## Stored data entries
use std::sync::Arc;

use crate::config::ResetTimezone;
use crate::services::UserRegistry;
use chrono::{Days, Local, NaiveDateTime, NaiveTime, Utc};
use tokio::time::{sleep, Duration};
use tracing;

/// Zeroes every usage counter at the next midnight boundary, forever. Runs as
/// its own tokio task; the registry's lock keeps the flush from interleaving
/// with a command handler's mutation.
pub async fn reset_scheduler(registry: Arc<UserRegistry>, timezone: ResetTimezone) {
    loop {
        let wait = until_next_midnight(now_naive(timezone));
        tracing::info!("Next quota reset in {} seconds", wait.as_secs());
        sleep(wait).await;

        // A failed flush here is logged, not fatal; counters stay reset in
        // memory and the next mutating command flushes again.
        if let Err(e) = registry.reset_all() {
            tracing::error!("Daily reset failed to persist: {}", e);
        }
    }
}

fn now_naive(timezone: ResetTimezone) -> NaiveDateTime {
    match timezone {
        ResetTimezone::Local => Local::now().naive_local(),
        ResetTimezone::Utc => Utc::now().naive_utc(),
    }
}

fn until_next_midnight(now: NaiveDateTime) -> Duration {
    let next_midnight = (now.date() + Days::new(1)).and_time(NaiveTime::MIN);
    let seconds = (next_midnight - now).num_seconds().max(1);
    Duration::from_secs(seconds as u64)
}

## Activity
In the entries above, find the line holding "let wait = until_next_midnight(now_naive(timezone));" and the line holding "fn now_naive(timezone: ResetTimezone)"; print both of them and every line between, exactly, and nothing else.

## Reply to the task
        let wait = until_next_midnight(now_naive(timezone));
        tracing::info!("Next quota reset in {} seconds", wait.as_secs());
        sleep(wait).await;

        // A failed flush here is logged, not fatal; counters stay reset in
        // memory and the next mutating command flushes again.
        if let Err(e) = registry.reset_all() {
            tracing::error!("Daily reset failed to persist: {}", e);
        }
    }
}

fn now_naive(timezone: ResetTimezone) -> NaiveDateTime {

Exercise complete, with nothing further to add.